Infatti, nella fattispecie un dipendente era stato licenziato a causa di alcuni commenti diffamatori verso l’azienda e verso le colleghe di lavoro.
Nel ricorso avverso il licenziamento, il dipendente ha chiesto la reintegra nel posto di lavoro e, ritenendo che il proprio post anche se offensivo non poteva essere così grave da giustificare la perdita del lavoro.
I post e i commenti con cui il lavoratore definiva “Milf” le colleghe non si trovavano all’interno di un gruppo chiuso, ma erano potenzialmente visibili a tutti gli utenti dei social media e, la rimozione degli stessi è avvenuta solo a seguito di esplicita diffida da parte dell’azienda.
Inoltre, l’espressione offensiva in acronimo “MILF” (Mother I’d Like to Fuck), di cui lo stesso ricorrente ha richiamato la definizione dal portale wikipedia, ha una forte caratterizzazione negativa, sia in relazione all’attività del soggetto (prostituzione), sia all’età avanzata (ultraquarantenni) in relazione alla professione medesima.
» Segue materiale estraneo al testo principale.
//! Async wrapper around [`ClubfinSdk`] for use in async runtimes (Tokio, etc.).
//!
//! Runs all SDK operations on a blocking thread pool via
//! [`tokio::task::spawn_blocking`], keeping the async event loop free.
//!
//! # Example
//!
//! ```no_run
//! use clubfin_sdk::AsyncClubfinSdk;
//!
//! #[tokio::main]
//! async fn main() {
//!     let sdk = AsyncClubfinSdk::builder().data_dir("./data").build().await.unwrap();
//!
//!     let answer = sdk
//!         .ask("What was Arsenal's revenue in 2022?", None)
//!         .await
//!         .unwrap();
//!
//!     let table = sdk.run(|s| s.metrics().summary("EUR")).await.unwrap();
//! }
//! ```

use std::path::{Path, PathBuf};
use std::sync::{Arc, Mutex};

use crate::currency::CurrencyTable;
use crate::error::{ClubfinError, Result};
use crate::models::Answer;
use crate::ClubfinSdk;

// ---------------------------------------------------------------------------
// AsyncClubfinSdkBuilder
// ---------------------------------------------------------------------------

/// Builder for configuring and constructing an [`AsyncClubfinSdk`] instance.
#[derive(Default)]
pub struct AsyncClubfinSdkBuilder {
    data_dir: Option<PathBuf>,
    currencies: Option<CurrencyTable>,
}

impl AsyncClubfinSdkBuilder {
    /// Set the directory holding the seed files.
    pub fn data_dir<P: AsRef<Path>>(mut self, path: P) -> Self {
        self.data_dir = Some(path.as_ref().to_path_buf());
        self
    }

    /// Use an explicit currency table instead of loading one.
    pub fn currency_table(mut self, table: CurrencyTable) -> Self {
        self.currencies = Some(table);
        self
    }

    /// Build the async SDK on the blocking thread pool.
    pub async fn build(self) -> Result<AsyncClubfinSdk> {
        tokio::task::spawn_blocking(move || {
            let mut builder = ClubfinSdk::builder();
            if let Some(dir) = self.data_dir {
                builder = builder.data_dir(dir);
            }
            if let Some(table) = self.currencies {
                builder = builder.currency_table(table);
            }
            Ok(AsyncClubfinSdk::from_sdk(builder.build()?))
        })
        .await
        .map_err(|e| ClubfinError::InvalidArgument(format!("Task join error: {e}")))?
    }
}

// ---------------------------------------------------------------------------
// AsyncClubfinSdk
// ---------------------------------------------------------------------------

/// Async wrapper around [`ClubfinSdk`].
///
/// The underlying SDK is behind a [`Mutex`] since its connection uses
/// `RefCell` internally; calls are serialized.
pub struct AsyncClubfinSdk {
    inner: Arc<Mutex<ClubfinSdk>>,
}

impl AsyncClubfinSdk {
    /// Create a new builder for configuring the async SDK.
    pub fn builder() -> AsyncClubfinSdkBuilder {
        AsyncClubfinSdkBuilder::default()
    }

    /// Wrap an already built SDK.
    pub fn from_sdk(sdk: ClubfinSdk) -> Self {
        Self {
            inner: Arc::new(Mutex::new(sdk)),
        }
    }

    /// Run a sync SDK operation on the blocking thread pool.
    ///
    /// ```no_run
    /// # use clubfin_sdk::AsyncClubfinSdk;
    /// # async fn example() -> clubfin_sdk::Result<()> {
    /// # let sdk = AsyncClubfinSdk::builder().build().await?;
    /// let series = sdk.run(|s| s.metrics().time_series(1)).await?;
    /// # Ok(())
    /// # }
    /// ```
    pub async fn run<F, T>(&self, f: F) -> Result<T>
    where
        F: FnOnce(&ClubfinSdk) -> Result<T> + Send + 'static,
        T: Send + 'static,
    {
        let sdk = self.inner.clone();
        tokio::task::spawn_blocking(move || {
            let guard = sdk
                .lock()
                .map_err(|_| ClubfinError::InvalidArgument("SDK lock poisoned".into()))?;
            f(&guard)
        })
        .await
        .map_err(|e| ClubfinError::InvalidArgument(format!("Task join error: {e}")))?
    }

    /// Answer a revenue question asynchronously.
    pub async fn ask(&self, question: &str, currency: Option<&str>) -> Result<Answer> {
        let question = question.to_string();
        let currency = currency.map(str::to_string);
        self.run(move |s| s.ask(&question, currency.as_deref()))
            .await
    }
}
Il Tribunale di Ivrea ha quindi ritenuto che la condotta del dipendente integrava il reato di cui agli artt. 81 cpv, 595 c. 1 e 3 cod. penale e le espressioni utilizzate sono state pertanto ritenute di “assoluta gravità” al punto da confermare la giusta causa posta a fondamento del provvedimento espulsivo del ricorrente.
Il Tribunale ha ritenuto infatti che la condotta del dipendente, denota da un lato la mancata percezione della gravità del proprio comportamento e, dall’altro la volontà di ledere nel modo più ampio possibile la reputazione delle colleghe, senza che queste gli avessero fatto nulla.